“Strade bianche” di Enrico Remmert
Se mi spieghi. . . Non vale!
Il romanzo di viaggio pare sempre una buona soluzione. È così che si scansa l’ostacolo di inscenare l’introspezione di un percorso formativo: sarà sufficiente far coincidere il viaggio interiore dei personaggi con le loro tappe “fisiche”. È così che si calibra la sfida di costruire un intreccio lineare ma vivace, vario ma dettagliato: la narrazione in movimento fornisce, di per sé, un fertile canovaccio.
Il gettonato scenario on the road regala strumenti immediati per mettersi alla ricerca di nodi da sciogliere. Strade Bianche, di Enrico Remmert, offre un viaggio di questo tipo. Anzi, sono ben tre le avventure interiori; percorsi paralleli e, a tratti, perpendicolari di tre amici alla soglia dei trent’anni: una coppia sul punto di lasciarsi e un’amica comune che coglie l'occasione per far tabula rasa.
Il pretesto lo dà Vittorio, violoncellista emotivo, accettando un posto da sostituto orchestrale a Bari. Torino-Bari: 1.000 km, tre giorni sulla strada con una decina di tappe (volontarie e non).

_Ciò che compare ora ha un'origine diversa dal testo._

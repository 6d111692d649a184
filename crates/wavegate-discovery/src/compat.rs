//! Compatibility scoring.
//!
//! Applies the per-device-type rule to produce a bounded score and an
//! auto-integrate eligibility flag. Scoring is additive after two
//! fail-fast gates: a protocol mismatch or a missing required capability
//! zeroes the score with no partial credit.

use std::collections::{BTreeSet, HashMap};

use serde::{Deserialize, Serialize};

use crate::capability::caps;
use crate::device::{DeviceRecord, DeviceType, Protocol};
use crate::security::{SecurityRequirement, SecurityValidator};

/// Scoring weights and the compatibility threshold. Tunable constants,
/// not business rules.
pub mod weights {
    pub const REQUIRED_CAPS: u8 = 40;
    pub const SECURITY_MAX: u8 = 20;
    pub const OPTIONAL_MAX: u8 = 15;
    pub const TRUST: u8 = 10;
    pub const SIGNAL: u8 = 5;
    pub const COMPATIBLE_THRESHOLD: u8 = 70;
}

/// Integration requirements for one device type.
#[derive(Debug, Clone, Serialize, Deserialize)]
pub struct CompatibilityRule {
    pub device_type: DeviceType,
    /// Protocols this type may integrate over
    pub required_protocols: BTreeSet<Protocol>,
    /// Capabilities that must all be present (fail-fast)
    pub required_capabilities: BTreeSet<String>,
    /// Capabilities that contribute a proportional bonus
    pub optional_capabilities: BTreeSet<String>,
    /// Named security checks that scale the security contribution
    pub security_requirements: Vec<SecurityRequirement>,
    /// Whether a compatible device may integrate without approval
    pub auto_integrate: bool,
    /// Relative priority when integrating multiple devices
    pub integration_priority: u8,
}

/// Result of scoring a device against its type's rule.
#[derive(Debug, Clone, Serialize, Deserialize)]
pub struct CompatibilityReport {
    /// Score in [0, 100]
    pub score: u8,
    pub compatible: bool,
    /// Eligible for integration without operator approval
    pub auto_integrate: bool,
    pub integration_priority: u8,
    /// Why the device failed, when it did
    pub failure_reason: Option<String>,
}

impl CompatibilityReport {
    fn failed(reason: impl Into<String>) -> Self {
        Self {
            score: 0,
            compatible: false,
            auto_integrate: false,
            integration_priority: 0,
            failure_reason: Some(reason.into()),
        }
    }
}

/// Scores devices against per-type compatibility rules.
pub struct CompatibilityScorer {
    rules: HashMap<DeviceType, CompatibilityRule>,
    validator: SecurityValidator,
}

impl Default for CompatibilityScorer {
    fn default() -> Self {
        Self::new()
    }
}

impl CompatibilityScorer {
    /// Build a scorer with the built-in rule set.
    pub fn new() -> Self {
        Self {
            rules: builtin_rules(),
            validator: SecurityValidator::new(),
        }
    }

    /// Replace or add the rule for a device type.
    pub fn set_rule(&mut self, rule: CompatibilityRule) {
        self.rules.insert(rule.device_type, rule);
    }

    pub fn rule_for(&self, device_type: DeviceType) -> Option<&CompatibilityRule> {
        self.rules.get(&device_type)
    }

    /// Score a device. `auto_integration_enabled` is the global toggle;
    /// the report's `auto_integrate` is only true when the device is
    /// compatible, the rule allows it, and the toggle is on.
    pub fn score(
        &self,
        record: &DeviceRecord,
        auto_integration_enabled: bool,
    ) -> CompatibilityReport {
        let Some(rule) = self.rules.get(&record.device_type) else {
            return CompatibilityReport::failed(format!(
                "unknown device type: {}",
                record.device_type
            ));
        };

        // Gate: protocol must be acceptable for this type. Critical
        // failure, no partial credit.
        if !rule.required_protocols.contains(&record.protocol) {
            return CompatibilityReport::failed(format!(
                "protocol {} not supported for {}",
                record.protocol, record.device_type
            ));
        }

        // Gate: every required capability must be present.
        for cap in &rule.required_capabilities {
            if !record.has_capability(cap) {
                return CompatibilityReport::failed(format!("missing required capability: {cap}"));
            }
        }

        let mut score = weights::REQUIRED_CAPS;

        score += self.validator.scaled_contribution(
            record,
            &rule.security_requirements,
            weights::SECURITY_MAX,
        );

        if !rule.optional_capabilities.is_empty() {
            let present = rule
                .optional_capabilities
                .iter()
                .filter(|cap| record.has_capability(cap))
                .count();
            let fraction = present as f64 / rule.optional_capabilities.len() as f64;
            score += (fraction * f64::from(weights::OPTIONAL_MAX)).round() as u8;
        }

        if record.trust_level.is_trusted() {
            score += weights::TRUST;
        }
        if record.signal_quality.is_usable() {
            score += weights::SIGNAL;
        }

        let score = score.min(100);
        let compatible = score >= weights::COMPATIBLE_THRESHOLD;

        CompatibilityReport {
            score,
            compatible,
            auto_integrate: compatible && rule.auto_integrate && auto_integration_enabled,
            integration_priority: rule.integration_priority,
            failure_reason: None,
        }
    }
}

fn string_set(items: &[&str]) -> BTreeSet<String> {
    items.iter().map(|s| (*s).to_string()).collect()
}

fn builtin_rules() -> HashMap<DeviceType, CompatibilityRule> {
    let rules = vec![
        CompatibilityRule {
            device_type: DeviceType::Sensor,
            required_protocols: BTreeSet::from([
                Protocol::Zigbee,
                Protocol::Zwave,
                Protocol::Ble,
                Protocol::Thread,
                Protocol::Matter,
                Protocol::Wifi,
            ]),
            required_capabilities: string_set(&[caps::SENSOR_DATA]),
            optional_capabilities: string_set(&[
                caps::BATTERY_STATUS,
                caps::LOW_POWER,
                caps::MESH_NETWORKING,
            ]),
            security_requirements: vec![SecurityRequirement::Encryption],
            auto_integrate: true,
            integration_priority: 5,
        },
        CompatibilityRule {
            device_type: DeviceType::SmartLight,
            required_protocols: BTreeSet::from([
                Protocol::Zigbee,
                Protocol::Wifi,
                Protocol::Thread,
                Protocol::Matter,
            ]),
            required_capabilities: string_set(&[caps::ON_OFF]),
            optional_capabilities: string_set(&[caps::DIMMING, caps::COLOR_CONTROL]),
            security_requirements: vec![SecurityRequirement::Encryption],
            auto_integrate: true,
            integration_priority: 4,
        },
        CompatibilityRule {
            device_type: DeviceType::SmartPlug,
            required_protocols: BTreeSet::from([
                Protocol::Zigbee,
                Protocol::Zwave,
                Protocol::Wifi,
                Protocol::Matter,
            ]),
            required_capabilities: string_set(&[caps::ON_OFF]),
            optional_capabilities: string_set(&[caps::POWER_METERING]),
            security_requirements: vec![SecurityRequirement::Encryption],
            auto_integrate: true,
            integration_priority: 4,
        },
        CompatibilityRule {
            device_type: DeviceType::Thermostat,
            required_protocols: BTreeSet::from([
                Protocol::Zigbee,
                Protocol::Zwave,
                Protocol::Wifi,
                Protocol::Thread,
                Protocol::Matter,
            ]),
            required_capabilities: string_set(&[caps::CLIMATE_CONTROL]),
            optional_capabilities: string_set(&[caps::SENSOR_DATA, caps::BATTERY_STATUS]),
            security_requirements: vec![
                SecurityRequirement::Encryption,
                SecurityRequirement::Authentication,
            ],
            auto_integrate: true,
            integration_priority: 6,
        },
        CompatibilityRule {
            device_type: DeviceType::SecurityCamera,
            required_protocols: BTreeSet::from([Protocol::Wifi]),
            required_capabilities: string_set(&[caps::VIDEO_STREAMING]),
            optional_capabilities: string_set(&[
                caps::MOTION_DETECTION,
                caps::NIGHT_VISION,
                caps::AUDIO,
            ]),
            security_requirements: vec![
                SecurityRequirement::Encryption,
                SecurityRequirement::Authentication,
                SecurityRequirement::SecureStreaming,
            ],
            auto_integrate: false,
            integration_priority: 9,
        },
        CompatibilityRule {
            device_type: DeviceType::SmartLock,
            required_protocols: BTreeSet::from([
                Protocol::Zigbee,
                Protocol::Zwave,
                Protocol::Ble,
                Protocol::Thread,
            ]),
            required_capabilities: string_set(&[caps::LOCK_CONTROL]),
            optional_capabilities: string_set(&[caps::BATTERY_STATUS, caps::TAMPER_DETECTION]),
            security_requirements: vec![
                SecurityRequirement::Encryption,
                SecurityRequirement::Authentication,
                SecurityRequirement::TamperDetection,
            ],
            auto_integrate: false,
            integration_priority: 10,
        },
        CompatibilityRule {
            device_type: DeviceType::SmartSpeaker,
            required_protocols: BTreeSet::from([Protocol::Wifi]),
            required_capabilities: string_set(&[caps::AUDIO_PLAYBACK]),
            optional_capabilities: string_set(&[caps::AUDIO]),
            security_requirements: vec![SecurityRequirement::Encryption],
            auto_integrate: true,
            integration_priority: 3,
        },
        CompatibilityRule {
            device_type: DeviceType::Gateway,
            required_protocols: BTreeSet::from([Protocol::Wifi]),
            required_capabilities: string_set(&[caps::NETWORK_ROUTING]),
            optional_capabilities: string_set(&[caps::FIRMWARE_UPDATE]),
            security_requirements: vec![
                SecurityRequirement::Encryption,
                SecurityRequirement::Authentication,
            ],
            auto_integrate: false,
            integration_priority: 8,
        },
    ];

    rules.into_iter().map(|r| (r.device_type, r)).collect()
}
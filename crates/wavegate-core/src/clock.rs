//! Clock abstraction for time-dependent policy logic.
//!
//! Quarantine release, pending-approval timeouts and stale-record cleanup
//! all compare timestamps against "now". Routing those reads through a
//! [`Clock`] lets the production scheduler use the system clock while tests
//! drive the same code with a [`ManualClock`] they can advance explicitly.

use std::sync::Arc;

use chrono::{DateTime, Duration, Utc};
use parking_lot::RwLock;

/// Source of the current time.
pub trait Clock: Send + Sync {
    fn now(&self) -> DateTime<Utc>;
}

/// Shared handle to a clock implementation.
pub type SharedClock = Arc<dyn Clock>;

/// The real system clock.
#[derive(Debug, Clone, Copy, Default)]
pub struct SystemClock;

impl Clock for SystemClock {
    fn now(&self) -> DateTime<Utc> {
        Utc::now()
    }
}

/// A clock that only moves when told to.
#[derive(Debug)]
pub struct ManualClock {
    now: RwLock<DateTime<Utc>>,
}

impl ManualClock {
    pub fn new(start: DateTime<Utc>) -> Self {
        Self {
            now: RwLock::new(start),
        }
    }

    /// Move the clock forward by `delta`.
    pub fn advance(&self, delta: Duration) {
        let mut now = self.now.write();
        *now += delta;
    }

    /// Jump the clock to an absolute instant.
    pub fn set(&self, instant: DateTime<Utc>) {
        *self.now.write() = instant;
    }
}

impl Clock for ManualClock {
    fn now(&self) -> DateTime<Utc> {
        *self.now.read()
    }
}
//! Configuration model: discovery, profiles, validation.

pub mod discovery;
pub mod profile;

pub use discovery::{CONFIG_FILE_JSON, CONFIG_FILE_TOML, Config, discover};
pub use profile::{DebugOptions, DocumentSource, Profile, RESERVED_GENERATOR};
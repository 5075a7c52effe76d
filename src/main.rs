//! specforge CLI entrypoint.

use std::path::PathBuf;

use clap::Parser;
use tracing::{Level, info};
use tracing_subscriber::EnvFilter;

use specforge::pipeline::Pipeline;
use specforge::{config, init};

#[derive(Parser)]
#[command(name = "specforge")]
#[command(author, version, about, long_about = None)]
struct Cli {
    #[command(subcommand)]
    command: Commands,
}

#[derive(clap::Subcommand, Debug)]
enum Commands {
    /// Process every profile in the configuration
    Generate {
        /// Working directory holding the configuration; all relative paths
        /// resolve against it
        #[arg(long, default_value = ".")]
        dir: PathBuf,
    },
    /// Write a starter configuration file
    Init {
        /// Directory to scaffold into
        #[arg(long, default_value = ".")]
        dir: PathBuf,
    },
}

#[tokio::main]
async fn main() -> anyhow::Result<()> {
    tracing_subscriber::fmt()
        .with_env_filter(EnvFilter::from_default_env().add_directive(Level::INFO.into()))
        .init();

    let cli = Cli::parse();
    match cli.command {
        Commands::Generate { dir } => run_generate(&dir).await,
        Commands::Init { dir } => run_init(&dir),
    }
}

async fn run_generate(dir: &PathBuf) -> anyhow::Result<()> {
    // Discovery failure is the only invocation-fatal error; its message
    // already carries the remediation pointer at `specforge init`.
    let config = config::discover(dir)?;
    info!(profiles = config.profiles.len(), "configuration loaded");

    let pipeline = Pipeline::new(dir);
    let summary = pipeline.run(&config).await;
    info!(
        generated = summary.generated,
        skipped = summary.skipped,
        failed = summary.failed,
        "run complete"
    );
    Ok(())
}

fn run_init(dir: &PathBuf) -> anyhow::Result<()> {
    let path = init::scaffold(dir)?;
    info!(path = %path.display(), "configuration scaffolded");
    println!("Wrote {}", path.display());
    Ok(())
}
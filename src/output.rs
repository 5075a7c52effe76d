//! Artifact write-out.

use std::path::Path;

use tokio::fs;
use tokio::io::AsyncWriteExt;

use crate::definition::Definition;
use crate::errors::PipelineError;

/// Write generator output verbatim, creating parent directories and
/// overwriting any existing file.
pub async fn write_artifact(path: &Path, content: &str) -> Result<(), PipelineError> {
    let output_error = |source| PipelineError::Output {
        path: path.to_path_buf(),
        source,
    };

    if let Some(parent) = path.parent() {
        fs::create_dir_all(parent).await.map_err(output_error)?;
    }

    let mut file = fs::File::create(path).await.map_err(output_error)?;
    file.write_all(content.as_bytes())
        .await
        .map_err(output_error)?;
    file.flush().await.map_err(output_error)?;
    Ok(())
}

/// Serialize the definition as indented JSON to the debug dump path.
pub async fn write_definition_dump(path: &Path, definition: &Definition) -> Result<(), PipelineError> {
    let pretty = serde_json::to_string_pretty(definition).map_err(|e| PipelineError::Output {
        path: path.to_path_buf(),
        source: std::io::Error::other(e),
    })?;
    write_artifact(path, &pretty).await
}

#[cfg(test)]
mod tests {
    use super::*;
    use crate::definition::ApiInfo;
    use tempfile::TempDir;

    #[tokio::test]
    async fn creates_parent_directories() {
        let dir = TempDir::new().expect("tempdir");
        let path = dir.path().join("deep/nested/out.ts");

        write_artifact(&path, "export {};").await.expect("writes");
        assert_eq!(std::fs::read_to_string(&path).unwrap(), "export {};");
    }

    #[tokio::test]
    async fn overwrites_existing_files() {
        let dir = TempDir::new().expect("tempdir");
        let path = dir.path().join("out.ts");
        std::fs::write(&path, "old content").unwrap();

        write_artifact(&path, "new").await.expect("writes");
        assert_eq!(std::fs::read_to_string(&path).unwrap(), "new");
    }

    #[tokio::test]
    async fn dump_is_parseable_json() {
        let dir = TempDir::new().expect("tempdir");
        let path = dir.path().join("definition.json");
        let definition = Definition {
            info: ApiInfo {
                title: "Petstore".to_string(),
                version: "1.0.0".to_string(),
                description: None,
                base_path: None,
            },
            resources: Vec::new(),
            models: Vec::new(),
        };

        write_definition_dump(&path, &definition).await.expect("dumps");
        let text = std::fs::read_to_string(&path).unwrap();
        let value: serde_json::Value = serde_json::from_str(&text).unwrap();
        assert_eq!(value["info"]["title"], "Petstore");
        // Indented, not minified.
        assert!(text.contains("\n  "));
    }
}
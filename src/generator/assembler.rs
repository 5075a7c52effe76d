//! Code assembly for generators composed of sub-generators.
//!
//! Sub-generators append lines to one shared growable buffer in a fixed
//! order: boilerplate first, then per-resource service code, then a single
//! blank separator line, then model definitions. The order and the single
//! separator are a stable contract: the same definition always assembles to
//! byte-identical output.

use crate::config::Profile;
use crate::definition::Definition;
use crate::errors::GeneratorError;

/// Platform line terminator used to join assembled lines.
#[cfg(windows)]
pub const LINE_TERMINATOR: &str = "\r\n";
#[cfg(not(windows))]
pub const LINE_TERMINATOR: &str = "\n";

/// Append-only sequence of output lines. Prior entries are never replaced
/// or reordered.
#[derive(Debug, Default)]
pub struct LineBuffer {
    lines: Vec<String>,
}

impl LineBuffer {
    pub fn new() -> Self {
        Self::default()
    }

    pub fn push<S: Into<String>>(&mut self, line: S) {
        self.lines.push(line.into());
    }

    pub fn blank(&mut self) {
        self.lines.push(String::new());
    }

    pub fn len(&self) -> usize {
        self.lines.len()
    }

    pub fn is_empty(&self) -> bool {
        self.lines.is_empty()
    }

    pub fn lines(&self) -> &[String] {
        &self.lines
    }

    /// Join all lines with the platform line terminator.
    pub fn join(&self) -> String {
        self.lines.join(LINE_TERMINATOR)
    }
}

/// One composable unit of output, appending lines to the shared buffer.
pub trait SubGenerator: Send + Sync {
    fn append(
        &self,
        definition: &Definition,
        profile: &Profile,
        out: &mut LineBuffer,
    ) -> Result<(), GeneratorError>;
}

/// Runs sub-generators in the fixed boilerplate → services → models order
/// with exactly one blank line between the service and model sections.
#[derive(Default)]
pub struct CodeAssembler {
    boilerplate: Vec<Box<dyn SubGenerator>>,
    services: Vec<Box<dyn SubGenerator>>,
    models: Vec<Box<dyn SubGenerator>>,
}

impl CodeAssembler {
    pub fn new() -> Self {
        Self::default()
    }

    pub fn boilerplate(mut self, generator: Box<dyn SubGenerator>) -> Self {
        self.boilerplate.push(generator);
        self
    }

    pub fn service(mut self, generator: Box<dyn SubGenerator>) -> Self {
        self.services.push(generator);
        self
    }

    pub fn model(mut self, generator: Box<dyn SubGenerator>) -> Self {
        self.models.push(generator);
        self
    }

    pub fn assemble(
        &self,
        definition: &Definition,
        profile: &Profile,
    ) -> Result<String, GeneratorError> {
        let mut out = LineBuffer::new();
        for generator in &self.boilerplate {
            generator.append(definition, profile, &mut out)?;
        }
        for generator in &self.services {
            generator.append(definition, profile, &mut out)?;
        }
        out.blank();
        for generator in &self.models {
            generator.append(definition, profile, &mut out)?;
        }
        Ok(out.join())
    }
}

Vittorio è in fuga dalla sua “compagna più fedele”, l’ansia esistenziale che riesce a mitigare solo con grandi bevute di birra, il suo “psicologo con la schiuma”. Francesca, la compagna decisamente “meno fedele” di Vittorio, lo accompagna in Puglia decisa a lasciarlo in viaggio e tornare dal collega veterinario con cui ha, da tempo, una relazione. Manu è al punto di non ritorno quando carica i due amici sulla Baronessa, così ha battezzato l’auto con i doppi comandi della scuola guida di periferia del padre, dove Manu spiega la cartellonistica stradale a diciasettenni “decerebrati”.
Nel cofano della vecchia Puntomarchiata Autoscuola Pilone (non fatevi ingannare dalla 500 rossa in copertina), tra i suoi averi stipati alla bene meglio, c’è una tela di Keith Haring sottratta al fidanzato Ivan Unz, il deejay manesco da cui sta fuggendo dopo l'ennesima accesa discussione.
Proprio la tela da 40 mila euro del writer statunitense, rubata come "risarcimento morale", offre a Remmert lo spunto per costruire gli episodi più divertenti del romanzo, i più riusciti. Le pagine migliori sono, senza dubbio, quelle che narrano i piccoli e grandi contrattempi incontrati lungo il tragitto: dalla visita al decaduto Duca piemontese con la sua villa senza mobili, fino alla trappola tesa al Rottweiler di Ivan nel parcheggio di una discoteca abruzzese. In sottofondo, il leitmotiv delle loro tasche vuote – i tre non possono prelevare con il bancomat e vengono derubati la prima notte da un vecchio affabulatore in una taverna sul lungomare di una Rimini fuori stagione – porterà Vittorio a esibirsi per racimolare qualche spicciolo. Sulla strada, a tu per tu con il suo violoncello, Vittorio riuscirà a vedersi per quello che è: un cane che si morde la coda, dilaniato dalla constatazione che le rasoiate che aprono le sue ferite sono anche i cicatrizzanti che sanno rimarginarle: la musica e Francesca.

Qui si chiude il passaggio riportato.